• _Work request_: From the first line of the records down to the one that holds "use colored::Colorize;", transcribe each line exactly and add nothing.

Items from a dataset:
○ ○ ○ ○

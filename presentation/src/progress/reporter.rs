//! Progress reporting for races

use arena_application::ports::progress::ProgressNotifier;
use arena_domain::{AgentRunResult, AgentSlot, JudgeMode, JudgeResult, ReasoningStep, TaskId};
use colored::Colorize;
use indicatif::{MultiProgress, ProgressBar, ProgressStyle};
use std::collections::HashMap;
use std::sync::Mutex;
use std::time::Duration;
use tracing::info;

/// Reports race progress with one spinner per agent
pub struct ProgressReporter {
    multi: MultiProgress,
    /// Keyed by `task_id/agent_id`
    bars: Mutex<HashMap<String, ProgressBar>>,
    judge_bar: Mutex<Option<ProgressBar>>,
    verbose: bool,
}

impl ProgressReporter {
    pub fn new() -> Self {
        Self::with_multi(MultiProgress::new(), false)
    }

    /// Create with verbose output (prints every reasoning step)
    pub fn verbose() -> Self {
        Self::with_multi(MultiProgress::new(), true)
    }

    fn with_multi(multi: MultiProgress, verbose: bool) -> Self {
        Self {
            multi,
            bars: Mutex::new(HashMap::new()),
            judge_bar: Mutex::new(None),
            verbose,
        }
    }

    fn agent_style() -> ProgressStyle {
        ProgressStyle::default_spinner()
            .template("{spinner:.green} {prefix:.bold.cyan} {msg}")
            .unwrap_or_else(|_| ProgressStyle::default_spinner())
    }

    fn judge_style() -> ProgressStyle {
        ProgressStyle::default_spinner()
            .template("{spinner:.yellow} {prefix:.bold.yellow} {msg}")
            .unwrap_or_else(|_| ProgressStyle::default_spinner())
    }

    fn key(task_id: &TaskId, agent_id: &str) -> String {
        format!("{}/{}", task_id, agent_id)
    }

    fn with_bar(&self, task_id: &TaskId, agent_id: &str, f: impl FnOnce(&ProgressBar)) {
        if let Ok(bars) = self.bars.lock()
            && let Some(pb) = bars.get(&Self::key(task_id, agent_id))
        {
            f(pb);
        }
    }
}

impl Default for ProgressReporter {
    fn default() -> Self {
        Self::new()
    }
}

impl ProgressNotifier for ProgressReporter {
    fn on_started(&self, task_id: &TaskId, slots: &[AgentSlot]) {
        let Ok(mut bars) = self.bars.lock() else {
            return;
        };
        for slot in slots {
            let pb = self.multi.add(ProgressBar::new_spinner());
            pb.set_style(Self::agent_style());
            pb.set_prefix(format!("{} ({})", slot.agent_id, slot.persona));
            pb.set_message(format!("{}", slot.model.to_string().dimmed()));
            pb.enable_steady_tick(Duration::from_millis(100));
            bars.insert(Self::key(task_id, &slot.agent_id), pb);
        }
    }

    fn on_reasoning_step(&self, task_id: &TaskId, agent_id: &str, step: &ReasoningStep) {
        self.with_bar(task_id, agent_id, |pb| {
            pb.set_message(format!("step {}: {}", step.index, truncate(&step.thought, 50)));
            if self.verbose {
                pb.println(format!(
                    "  {} {} {}",
                    agent_id.cyan(),
                    format!("#{}", step.index).dimmed(),
                    step.thought.dimmed()
                ));
            }
        });
    }

    fn on_agent_complete(&self, task_id: &TaskId, result: &AgentRunResult) {
        let Some(pb) = self
            .bars
            .lock()
            .ok()
            .and_then(|mut bars| bars.remove(&Self::key(task_id, &result.agent_id)))
        else {
            return;
        };

        if result.is_usable() {
            pb.finish_with_message(format!(
                "{} {} steps, {} tokens",
                "done".green(),
                result.reasoning.len(),
                result.cost.tokens
            ));
        } else {
            pb.finish_with_message(format!(
                "{} {}",
                "failed".red(),
                truncate(result.error.as_deref().unwrap_or("no answer"), 60)
            ));
        }
    }

    fn on_judging_started(&self, _task_id: &TaskId, mode: JudgeMode, candidates: usize) {
        let pb = self.multi.add(ProgressBar::new_spinner());
        pb.set_style(Self::judge_style());
        pb.set_prefix("Judge");
        pb.set_message(format!("{} judging of {} answers", mode, candidates));
        pb.enable_steady_tick(Duration::from_millis(100));
        if let Ok(mut slot) = self.judge_bar.lock() {
            *slot = Some(pb);
        }
    }

    fn on_complete(&self, task_id: &TaskId, judge: Option<&JudgeResult>) {
        if let Ok(mut bars) = self.bars.lock() {
            let prefix = format!("{}/", task_id);
            bars.retain(|key, pb| {
                let ours = key.starts_with(&prefix);
                if ours {
                    pb.finish_and_clear();
                }
                !ours
            });
        }

        if let Some(pb) = self.judge_bar.lock().ok().and_then(|mut b| b.take()) {
            match judge.and_then(|j| j.winner()) {
                Some(winner) => pb.finish_with_message(format!(
                    "{} {} ({}/40)",
                    "winner".green(),
                    winner.agent_id.bold(),
                    winner.total
                )),
                None => pb.finish_with_message(format!("{}", "no verdict".red())),
            }
        }
    }
}

/// Simple text-based progress (no fancy UI)
pub struct SimpleProgress {
    verbose: bool,
}

impl SimpleProgress {
    pub fn new(verbose: bool) -> Self {
        Self { verbose }
    }
}

impl ProgressNotifier for SimpleProgress {
    fn on_started(&self, task_id: &TaskId, slots: &[AgentSlot]) {
        println!(
            "{} {} ({} agents)",
            "->".cyan(),
            format!("Race {}", task_id).bold(),
            slots.len()
        );
    }

    fn on_reasoning_step(&self, _task_id: &TaskId, agent_id: &str, step: &ReasoningStep) {
        if self.verbose {
            println!("  {} #{} {}", agent_id, step.index, step.thought);
        }
    }

    fn on_agent_complete(&self, _task_id: &TaskId, result: &AgentRunResult) {
        if result.is_usable() {
            println!("  {} {} ({})", "v".green(), result.agent_id, result.persona);
        } else {
            println!(
                "  {} {} (failed: {})",
                "x".red(),
                result.agent_id,
                result.error.as_deref().unwrap_or("no answer")
            );
        }
    }

    fn on_judging_started(&self, _task_id: &TaskId, mode: JudgeMode, candidates: usize) {
        println!("{} Judging {} answers ({})", "->".cyan(), candidates, mode);
    }

    fn on_complete(&self, _task_id: &TaskId, judge: Option<&JudgeResult>) {
        if let Some(winner) = judge.and_then(|j| j.winner()) {
            println!("  Winner: {} ({}/40)", winner.agent_id, winner.total);
        }
        println!();
    }
}

/// Progress observer that only writes log events
pub struct LogProgress;

impl ProgressNotifier for LogProgress {
    fn on_started(&self, task_id: &TaskId, slots: &[AgentSlot]) {
        let agents: Vec<&str> = slots.iter().map(|s| s.agent_id.as_str()).collect();
        info!(task = %task_id, agents = ?agents, "Race started");
    }

    fn on_reasoning_step(&self, task_id: &TaskId, agent_id: &str, step: &ReasoningStep) {
        info!(
            task = %task_id,
            agent = agent_id,
            step = step.index,
            confidence = step.confidence,
            "{}",
            step.thought
        );
    }

    fn on_agent_complete(&self, task_id: &TaskId, result: &AgentRunResult) {
        info!(
            task = %task_id,
            agent = %result.agent_id,
            success = result.success,
            tokens = result.cost.tokens,
            duration_ms = result.cost.duration_ms,
            "Agent settled"
        );
    }

    fn on_judging_started(&self, task_id: &TaskId, mode: JudgeMode, candidates: usize) {
        info!(task = %task_id, mode = %mode, candidates, "Judging started");
    }

    fn on_complete(&self, task_id: &TaskId, judge: Option<&JudgeResult>) {
        match judge.and_then(|j| j.winner()) {
            Some(w) => info!(task = %task_id, winner = %w.agent_id, total = w.total, "Race complete"),
            None => info!(task = %task_id, "Race ended without a verdict"),
        }
    }
}

/// Truncate to at most `max_chars` characters, marking the cut
fn truncate(s: &str, max_chars: usize) -> String {
    let first_line = s.lines().next().unwrap_or("");
    if first_line.chars().count() <= max_chars && first_line.len() == s.trim_end().len() {
        return first_line.to_string();
    }
    let kept: String = first_line
        .chars()
        .take(max_chars.saturating_sub(3))
        .collect();
    format!("{}...", kept)
}
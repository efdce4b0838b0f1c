//! OpenAI-compatible LLM session implementation
//!
//! The chat-completions API is stateless, so the session keeps the
//! conversation history locally and resends it on every call.

use super::types::{self, ChatMessage, ChatRequest, ChatResponse};
use arena_application::ports::llm_gateway::{GatewayError, LlmReply, LlmSession};
use arena_domain::Model;
use async_trait::async_trait;
use std::sync::Arc;
use tokio::sync::Mutex;
use tracing::debug;

/// Shared HTTP settings for every session of one gateway
pub(super) struct Endpoint {
    pub client: reqwest::Client,
    pub completions_url: String,
    pub api_key: String,
    pub max_tokens: u32,
}

pub struct OpenAiCompatSession {
    endpoint: Arc<Endpoint>,
    model: Model,
    messages: Mutex<Vec<ChatMessage>>,
}

impl OpenAiCompatSession {
    pub(super) fn new(endpoint: Arc<Endpoint>, model: Model, system_prompt: Option<&str>) -> Self {
        let messages = system_prompt
            .filter(|p| !p.is_empty())
            .map(|p| vec![ChatMessage::system(p)])
            .unwrap_or_default();
        Self {
            endpoint,
            model,
            messages: Mutex::new(messages),
        }
    }

    async fn complete(&self, messages: &[ChatMessage]) -> Result<LlmReply, GatewayError> {
        let request = ChatRequest {
            model: self.model.as_str(),
            messages,
            max_tokens: self.endpoint.max_tokens,
        };

        debug!(
            model = %self.model,
            messages = messages.len(),
            "Calling chat completions"
        );

        let response = self
            .endpoint
            .client
            .post(&self.endpoint.completions_url)
            .bearer_auth(&self.endpoint.api_key)
            .json(&request)
            .send()
            .await
            .map_err(|e| types::convert_reqwest_error(&e))?;

        let status = response.status();
        if !status.is_success() {
            let body = response.text().await.unwrap_or_default();
            return Err(GatewayError::RequestFailed(format!(
                "{} returned {}: {}",
                self.endpoint.completions_url,
                status,
                body.trim()
            )));
        }

        let body: ChatResponse = response.json().await.map_err(|e| {
            GatewayError::RequestFailed(format!("Failed to parse completion: {}", e))
        })?;
        types::convert_response(body)
    }
}

#[async_trait]
impl LlmSession for OpenAiCompatSession {
    fn model(&self) -> &Model {
        &self.model
    }

    async fn send_with_usage(&self, content: &str) -> Result<LlmReply, GatewayError> {
        let mut messages = self.messages.lock().await;
        messages.push(ChatMessage::user(content));

        match self.complete(&messages).await {
            Ok(reply) => {
                messages.push(ChatMessage::assistant(reply.text.clone()));
                Ok(reply)
            }
            Err(e) => {
                // keep history consistent for a retry by the caller
                messages.pop();
                Err(e)
            }
        }
    }
}
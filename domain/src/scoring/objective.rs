//! Objective domain corrections derived from tool telemetry
//!
//! Some categories can check a judge's free-text opinion against what the
//! agent verifiably did. The coding scheme rewards executed verification,
//! passing tests and clean lint/typecheck runs, and punishes claims of
//! passing tests that no observed test execution backs up.

use super::score::{JudgeScore, MetricScores, ObjectiveAdjustment};
use super::weights::WeightVector;
use crate::agent::{AgentRunResult, ToolCallKind};
use serde::{Deserialize, Serialize};

const JUDGE_SHARE_ACCURACY: f64 = 0.72;
const JUDGE_SHARE_COMPLETENESS: f64 = 0.82;

const BASE_SCORE: f64 = 3.0;
const VERIFICATION_BONUS: f64 = 2.0;
const TEST_PASS_WEIGHT: f64 = 4.0;
const UNBACKED_CLAIM_PENALTY: f64 = 3.0;
const STATIC_CHECK_BONUS: f64 = 1.0;

const PASSING_TEST_CLAIMS: &[&str] = &[
    "tests pass",
    "tests passed",
    "all tests pass",
    "test suite passes",
    "passing tests",
    "tests are passing",
];

/// Which objective correction, if any, a domain applies
#[derive(Debug, Clone, Copy, PartialEq, Eq, Default, Serialize, Deserialize)]
#[serde(rename_all = "snake_case")]
pub enum ObjectiveMode {
    #[default]
    None,
    CodingVerification,
}

impl ObjectiveMode {
    pub fn as_str(&self) -> &'static str {
        match self {
            ObjectiveMode::None => "none",
            ObjectiveMode::CodingVerification => "coding_verification",
        }
    }

    pub fn is_active(&self) -> bool {
        !matches!(self, ObjectiveMode::None)
    }
}

/// Deterministic 0–10 verification score for a coding answer, with notes
pub fn coding_verification_score(result: &AgentRunResult) -> (f64, Vec<String>) {
    let telemetry = &result.telemetry;
    let mut score = BASE_SCORE;
    let mut notes = Vec::new();

    let verified = telemetry
        .calls
        .iter()
        .any(|c| c.success && c.kind().is_verification());
    if verified {
        score += VERIFICATION_BONUS;
        notes.push("executed at least one verification tool call".to_string());
    }

    let attempted = telemetry.calls_of(ToolCallKind::Test).count();
    let passed = telemetry
        .calls_of(ToolCallKind::Test)
        .filter(|c| c.success)
        .count();
    if attempted > 0 {
        let ratio = passed as f64 / attempted as f64;
        score += TEST_PASS_WEIGHT * ratio;
        notes.push(format!("{}/{} test runs passed", passed, attempted));
    }

    let lower = result.response.to_lowercase();
    let claims_passing = PASSING_TEST_CLAIMS.iter().any(|c| lower.contains(c));
    if claims_passing && attempted == 0 {
        score -= UNBACKED_CLAIM_PENALTY;
        notes.push("claims passing tests but no test execution was observed".to_string());
    }

    let static_ok = telemetry
        .calls
        .iter()
        .any(|c| c.success && matches!(c.kind(), ToolCallKind::Lint | ToolCallKind::TypeCheck));
    if static_ok {
        score += STATIC_CHECK_BONUS;
        notes.push("lint/typecheck succeeded".to_string());
    }

    (score.clamp(0.0, 10.0), notes)
}

/// Blend the objective score into accuracy and completeness, recompute the
/// base total and record the adjustment. No-op for [`ObjectiveMode::None`].
pub fn apply_objective(
    mode: ObjectiveMode,
    score: &mut JudgeScore,
    result: &AgentRunResult,
    weights: &WeightVector,
) {
    let (objective, notes) = match mode {
        ObjectiveMode::None => return,
        ObjectiveMode::CodingVerification => coding_verification_score(result),
    };

    let before = score.metrics;
    let accuracy =
        JUDGE_SHARE_ACCURACY * before.accuracy + (1.0 - JUDGE_SHARE_ACCURACY) * objective;
    let completeness = JUDGE_SHARE_COMPLETENESS * before.completeness
        + (1.0 - JUDGE_SHARE_COMPLETENESS) * objective;

    let blended = MetricScores::new(accuracy, completeness, before.clarity, before.insight);
    score.rescore(blended, weights);
    score.objective_adjustment = Some(ObjectiveAdjustment {
        scheme: mode.as_str().to_string(),
        objective_score: objective,
        accuracy_delta: blended.accuracy - before.accuracy,
        completeness_delta: blended.completeness - before.completeness,
        notes,
    });
}

#[cfg(test)]
mod tests {
    use super::*;
    use crate::agent::{Persona, ToolCallRecord, ToolTelemetry};
    use crate::scoring::score::MetricEvidence;

    fn result_with(response: &str, calls: Vec<ToolCallRecord>) -> AgentRunResult {
        AgentRunResult::success("agent-1", Persona::Analytical, response, vec![])
            .with_telemetry(ToolTelemetry::from_calls(calls))
    }

    #[test]
    fn test_no_tools_base_score() {
        let (score, notes) = coding_verification_score(&result_with("fn main() {}", vec![]));
        assert_eq!(score, 3.0);
        assert!(notes.is_empty());
    }

    #[test]
    fn test_all_tests_passing_with_lint() {
        let calls = vec![
            ToolCallRecord::new("shell", 1, true).with_command("cargo test"),
            ToolCallRecord::new("shell", 2, true).with_command("cargo clippy"),
        ];
        let (score, notes) = coding_verification_score(&result_with("done", calls));
        // 3 base + 2 verified + 4 (1/1 tests) + 1 lint
        assert_eq!(score, 10.0);
        assert_eq!(notes.len(), 3);
    }

    #[test]
    fn test_half_tests_passing() {
        let calls = vec![
            ToolCallRecord::new("shell", 1, false).with_command("pytest"),
            ToolCallRecord::new("shell", 2, true).with_command("pytest"),
        ];
        let (score, _) = coding_verification_score(&result_with("fixed", calls));
        assert_eq!(score, 3.0 + 2.0 + 2.0);
    }

    #[test]
    fn test_unbacked_claim_penalized() {
        let (score, notes) =
            coding_verification_score(&result_with("All tests pass now.", vec![]));
        assert_eq!(score, 0.0);
        assert!(notes[0].contains("claims passing tests"));
    }

    #[test]
    fn test_apply_blends_and_records() {
        let weights = WeightVector::DEFAULT;
        let mut score = JudgeScore::new(
            "agent-1",
            MetricScores::new(10.0, 10.0, 8.0, 8.0),
            "",
            MetricEvidence::placeholder(),
            &weights,
        );
        let result = result_with("All tests pass now.", vec![]);

        apply_objective(ObjectiveMode::CodingVerification, &mut score, &result, &weights);

        // objective = 0 → accuracy 7.2, completeness 8.2
        assert!((score.metrics.accuracy - 7.2).abs() < 1e-9);
        assert!((score.metrics.completeness - 8.2).abs() < 1e-9);
        let adj = score.objective_adjustment.as_ref().unwrap();
        assert!((adj.accuracy_delta + 2.8).abs() < 1e-9);
        assert!((adj.completeness_delta + 1.8).abs() < 1e-9);
        // 0.3*7.2 + 0.3*8.2 + 0.2*8 + 0.2*8 = 7.82 → 31.28 → 31
        assert_eq!(score.base_total, 31);
        assert_eq!(score.total, 31);
    }

    #[test]
    fn test_mode_none_is_noop() {
        let weights = WeightVector::DEFAULT;
        let mut score = JudgeScore::new(
            "a",
            MetricScores::flat(7.0),
            "",
            MetricEvidence::placeholder(),
            &weights,
        );
        let before = score.clone();
        apply_objective(ObjectiveMode::None, &mut score, &result_with("x", vec![]), &weights);
        assert_eq!(score, before);
    }
}
//! Infrastructure layer for agent-arena
//!
//! This crate contains adapters that implement the ports defined
//! in the application layer, including configuration file loading.

pub mod agent;
pub mod classifier;
pub mod config;
pub mod providers;
pub mod storage;

// Re-export commonly used types
pub use agent::LlmAgentExecutor;
pub use classifier::KeywordClassifier;
pub use config::{
    ConfigIssue, ConfigLoader, ConfigValidationError, FileConfig, FileProviderConfig,
    FileStorageConfig, Severity,
};
pub use providers::{OpenAiCompatConfig, OpenAiCompatGateway};
pub use storage::{FileLearningStore, FilePersistenceSink};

○ ○ ○ ○

• _Answer_:
filename presentation/src/progress/reporter.rs
//! Progress reporting for races

use arena_application::ports::progress::ProgressNotifier;
use arena_domain::{AgentRunResult, AgentSlot, JudgeMode, JudgeResult, ReasoningStep, TaskId};
use colored::Colorize;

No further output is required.